In 1927, a scientist known as Gilbert Rahm heated a tardigrade to temperatures up to 151°C. Once they were brought back to life after being left to cool down, they survived for 15 minutes. When the temperature increases, proteins and cell membranes separate and chemical reactions are put on halt. Like being frozen, the sugar trehalose needs to be present and synthesis in order to replace lost water and prevent further damage of their membrane. Exposing the tardigrades to extreme radiation can also show how tardigrades are mighty and unbeatable. Scientists found that Gamma rays could kill tardigrades at levels of 5,000-6,000 Gy, meanwhile for humans 7.5 Gy would kill. All of the above being said, it should be stated that it is costly to be in their tun state and poses some risks. When completely dried out, whether in scorching heat or trying to survive in the frozen conditions they become inactive and are no longer able to avoid dangers, such as predators, presented around them.
To infinity and beyond:
After years and years of research humans built technology in order to protect people in outer space. There is a lack of pressure, resulting in air being forced out of your lungs. There would be an expansion in gases being dissolved in body fluids, which would results in us being inflated. Veins and eardrums would burst, and blood would also begin to boil. Therefore, we humans would become unconscious in approximately 15 seconds without protection. Although, this is no deadly matter for the tardigrades. An investigation was conducted in 2007 where tardigrades in their tun state, were placed on a satellite dish then taken to outer space. The comic on the right shows in a comedic manner how the tardigrades use their tun state through cryptobiosis to survive. Blasting them into space left them unprotected to the extreme UV radiations from the sun and outer spaces almost ‘perfect vaccum’. The results showed many had survived the trip, some females even laid eggs which were normal in health. Evidently tardigrades can produce viable embryos even in the harshest of conditions. Surviving in low pressures as well as intense radiation shows why these animals are known as the master of survival.
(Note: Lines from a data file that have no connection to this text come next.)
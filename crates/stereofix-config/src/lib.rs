//! Configuration for stereofix.
//!
//! TOML file with global defaults, tool program names and named device
//! profiles, layered with `STEREOFIX_*` environment variables, and
//! translated to `stereofix_core::RecoveryConfig`. The CLI applies its
//! flag overrides on top of the result.

use std::collections::HashMap;
use std::path::{Path, PathBuf};
use std::time::Duration;

use directories::ProjectDirs;
use figment::{
    Figment,
    providers::{Env, Format, Serialized, Toml},
};
use serde::{Deserialize, Serialize};
use thiserror::Error;

use stereofix_core::{
    FallbackMode, MacAddress, PhaseDurations, RecoveryConfig, ToolPaths, default_name_hints,
};

// ── Error ───────────────────────────────────────────────────────────

#[derive(Debug, Error)]
pub enum ConfigError {
    #[error("invalid {field}: {reason}")]
    Validation { field: String, reason: String },

    #[error("device profile '{name}' not found (available: {available})")]
    DeviceNotFound { name: String, available: String },

    #[error("failed to serialize config: {0}")]
    Serialization(#[from] toml::ser::Error),

    #[error("config loading failed: {0}")]
    Figment(Box<figment::Error>),

    #[error("IO error: {0}")]
    Io(#[from] std::io::Error),
}

impl From<figment::Error> for ConfigError {
    fn from(err: figment::Error) -> Self {
        Self::Figment(Box::new(err))
    }
}

// ── TOML config structs ─────────────────────────────────────────────

/// Top-level TOML configuration.
#[derive(Debug, Default, Deserialize, Serialize)]
pub struct Config {
    /// Device profile used when `--device` is not given.
    pub default_device: Option<String>,

    /// Global defaults.
    #[serde(default)]
    pub defaults: Defaults,

    /// External program names.
    #[serde(default)]
    pub tools: ToolPaths,

    /// Named device profiles.
    #[serde(default)]
    pub devices: HashMap<String, DeviceProfile>,
}

#[derive(Debug, Deserialize, Serialize)]
pub struct Defaults {
    #[serde(default = "default_output")]
    pub output: String,

    #[serde(default = "default_color")]
    pub color: String,

    /// Per-command timeout, in seconds.
    #[serde(default = "default_timeout")]
    pub timeout: u64,

    #[serde(default = "default_disconnect_wait")]
    pub disconnect_wait: u64,

    #[serde(default = "default_reconnect_wait")]
    pub reconnect_wait: u64,

    #[serde(default = "default_retry_pause")]
    pub retry_pause: u64,

    #[serde(default = "default_fallback_pause")]
    pub fallback_pause: u64,

    #[serde(default = "default_max_attempts")]
    pub max_attempts: u32,

    #[serde(default = "default_true")]
    pub enable_fallbacks: bool,

    #[serde(default)]
    pub fallback_mode: FallbackMode,

    /// Name fragments for auto-detection when no address is configured.
    #[serde(default = "default_name_hints")]
    pub name_hints: Vec<String>,
}

impl Default for Defaults {
    fn default() -> Self {
        Self {
            output: default_output(),
            color: default_color(),
            timeout: default_timeout(),
            disconnect_wait: default_disconnect_wait(),
            reconnect_wait: default_reconnect_wait(),
            retry_pause: default_retry_pause(),
            fallback_pause: default_fallback_pause(),
            max_attempts: default_max_attempts(),
            enable_fallbacks: true,
            fallback_mode: FallbackMode::default(),
            name_hints: default_name_hints(),
        }
    }
}

fn default_output() -> String {
    "table".into()
}
fn default_color() -> String {
    "auto".into()
}
fn default_timeout() -> u64 {
    10
}
fn default_disconnect_wait() -> u64 {
    3
}
fn default_reconnect_wait() -> u64 {
    2
}
fn default_retry_pause() -> u64 {
    2
}
fn default_fallback_pause() -> u64 {
    1
}
fn default_max_attempts() -> u32 {
    3
}
fn default_true() -> bool {
    true
}

/// A named headset.
#[derive(Debug, Default, Clone, Deserialize, Serialize)]
pub struct DeviceProfile {
    /// Hardware address in any accepted layout.
    pub address: Option<String>,

    /// Display name as the audio subsystem reports it.
    pub name: Option<String>,

    /// Replaces the global name hints for this device.
    #[serde(default, skip_serializing_if = "Vec::is_empty")]
    pub name_hints: Vec<String>,

    pub disconnect_wait: Option<u64>,
    pub reconnect_wait: Option<u64>,
    pub max_attempts: Option<u32>,
    pub enable_fallbacks: Option<bool>,
    pub fallback_mode: Option<FallbackMode>,
}

impl Config {
    /// Profile names, sorted.
    pub fn device_names(&self) -> Vec<&str> {
        let mut names: Vec<&str> = self.devices.keys().map(String::as_str).collect();
        names.sort_unstable();
        names
    }

    /// The requested profile name, or the configured default.
    pub fn active_device_name<'a>(&'a self, requested: Option<&'a str>) -> Option<&'a str> {
        requested.or(self.default_device.as_deref())
    }

    pub fn device(&self, name: &str) -> Result<&DeviceProfile, ConfigError> {
        self.devices
            .get(name)
            .ok_or_else(|| ConfigError::DeviceNotFound {
                name: name.to_owned(),
                available: self.available_devices(),
            })
    }

    fn available_devices(&self) -> String {
        let names = self.device_names();
        if names.is_empty() {
            "(none)".into()
        } else {
            names.join(", ")
        }
    }

    /// Build the core recovery settings for a profile.
    ///
    /// `device` picks a profile by name; `None` falls back to
    /// `default_device`, and with neither set only the global defaults
    /// apply (auto-detection by name hints). A `default_device` that no
    /// longer exists is ignored so a stale entry does not block `fix`.
    pub fn recovery_config(&self, device: Option<&str>) -> Result<RecoveryConfig, ConfigError> {
        let d = &self.defaults;
        let mut cfg = RecoveryConfig {
            address: None,
            name: None,
            name_hints: d.name_hints.clone(),
            durations: PhaseDurations {
                disconnect_wait: Duration::from_secs(d.disconnect_wait),
                reconnect_wait: Duration::from_secs(d.reconnect_wait),
                retry_pause: Duration::from_secs(d.retry_pause),
                fallback_pause: Duration::from_secs(d.fallback_pause),
                command_timeout: Duration::from_secs(d.timeout),
            },
            max_attempts: d.max_attempts,
            enable_fallbacks: d.enable_fallbacks,
            fallback_mode: d.fallback_mode,
            dry_run: false,
            tools: self.tools.clone(),
        };

        let profile = match device {
            Some(name) => Some((name, self.device(name)?)),
            None => self
                .default_device
                .as_deref()
                .and_then(|name| self.devices.get(name).map(|p| (name, p))),
        };

        if let Some((name, profile)) = profile {
            apply_profile(&mut cfg, name, profile)?;
        }
        Ok(cfg)
    }
}

fn apply_profile(
    cfg: &mut RecoveryConfig,
    name: &str,
    profile: &DeviceProfile,
) -> Result<(), ConfigError> {
    if let Some(ref raw) = profile.address {
        cfg.address = Some(parse_address(raw, &format!("devices.{name}.address"))?);
    }
    cfg.name.clone_from(&profile.name);
    if !profile.name_hints.is_empty() {
        cfg.name_hints.clone_from(&profile.name_hints);
    }
    if let Some(secs) = profile.disconnect_wait {
        cfg.durations.disconnect_wait = Duration::from_secs(secs);
    }
    if let Some(secs) = profile.reconnect_wait {
        cfg.durations.reconnect_wait = Duration::from_secs(secs);
    }
    if let Some(n) = profile.max_attempts {
        cfg.max_attempts = n;
    }
    if let Some(enabled) = profile.enable_fallbacks {
        cfg.enable_fallbacks = enabled;
    }
    if let Some(mode) = profile.fallback_mode {
        cfg.fallback_mode = mode;
    }
    Ok(())
}

/// Parse a hardware address, reporting failures against `field`.
pub fn parse_address(raw: &str, field: &str) -> Result<MacAddress, ConfigError> {
    MacAddress::parse(raw).map_err(|e| ConfigError::Validation {
        field: field.to_owned(),
        reason: e.to_string(),
    })
}

// ── Config file path ────────────────────────────────────────────────

/// Resolve the config file path via XDG / platform conventions.
pub fn config_path() -> PathBuf {
    ProjectDirs::from("com", "stereofix", "stereofix").map_or_else(
        || {
            let mut p = dirs_fallback();
            p.push("config.toml");
            p
        },
        |dirs| dirs.config_dir().join("config.toml"),
    )
}

fn dirs_fallback() -> PathBuf {
    let mut p = PathBuf::from(std::env::var("HOME").unwrap_or_else(|_| ".".into()));
    p.push(".config");
    p.push("stereofix");
    p
}

// ── Config loading ──────────────────────────────────────────────────

/// Load the full Config from the canonical file + environment.
pub fn load_config() -> Result<Config, ConfigError> {
    load_config_from(&config_path())
}

/// Load from `path` + environment. A missing file yields the defaults.
///
/// Nested keys use a double underscore:
/// `STEREOFIX_DEFAULTS__MAX_ATTEMPTS=5`.
pub fn load_config_from(path: &Path) -> Result<Config, ConfigError> {
    let figment = Figment::new()
        .merge(Serialized::defaults(Config::default()))
        .merge(Toml::file(path))
        .merge(Env::prefixed("STEREOFIX_").split("__"));

    let config: Config = figment.extract()?;
    Ok(config)
}

/// Load config, returning a default if loading fails.
pub fn load_config_or_default() -> Config {
    load_config().unwrap_or_default()
}

// ── Config saving ───────────────────────────────────────────────────

/// Serialize config to TOML and write to the canonical config path.
pub fn save_config(cfg: &Config) -> Result<PathBuf, ConfigError> {
    let path = config_path();
    save_config_to(cfg, &path)?;
    Ok(path)
}

pub fn save_config_to(cfg: &Config, path: &Path) -> Result<(), ConfigError> {
    if let Some(parent) = path.parent() {
        std::fs::create_dir_all(parent)?;
    }
    let toml_str = toml::to_string_pretty(cfg)?;
    std::fs::write(path, toml_str)?;
    Ok(())
}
Coming back from the dead may just be a fantasy to us mere humans and all other organisms but not for the mighty tardigrades. Humans can’t go a month without food, tardigrades can go a whole decade without food. Freeze them, desiccate them, boil them, starve them, pressurize them or better yet throw them into outer space; the water bears will survive and be back for more. Tardigrades are known for their effective indestructibility on Earth showing why they are the ‘Masters of survival’. Survival is their strength, so wish them luck as they will be here even after we are gone.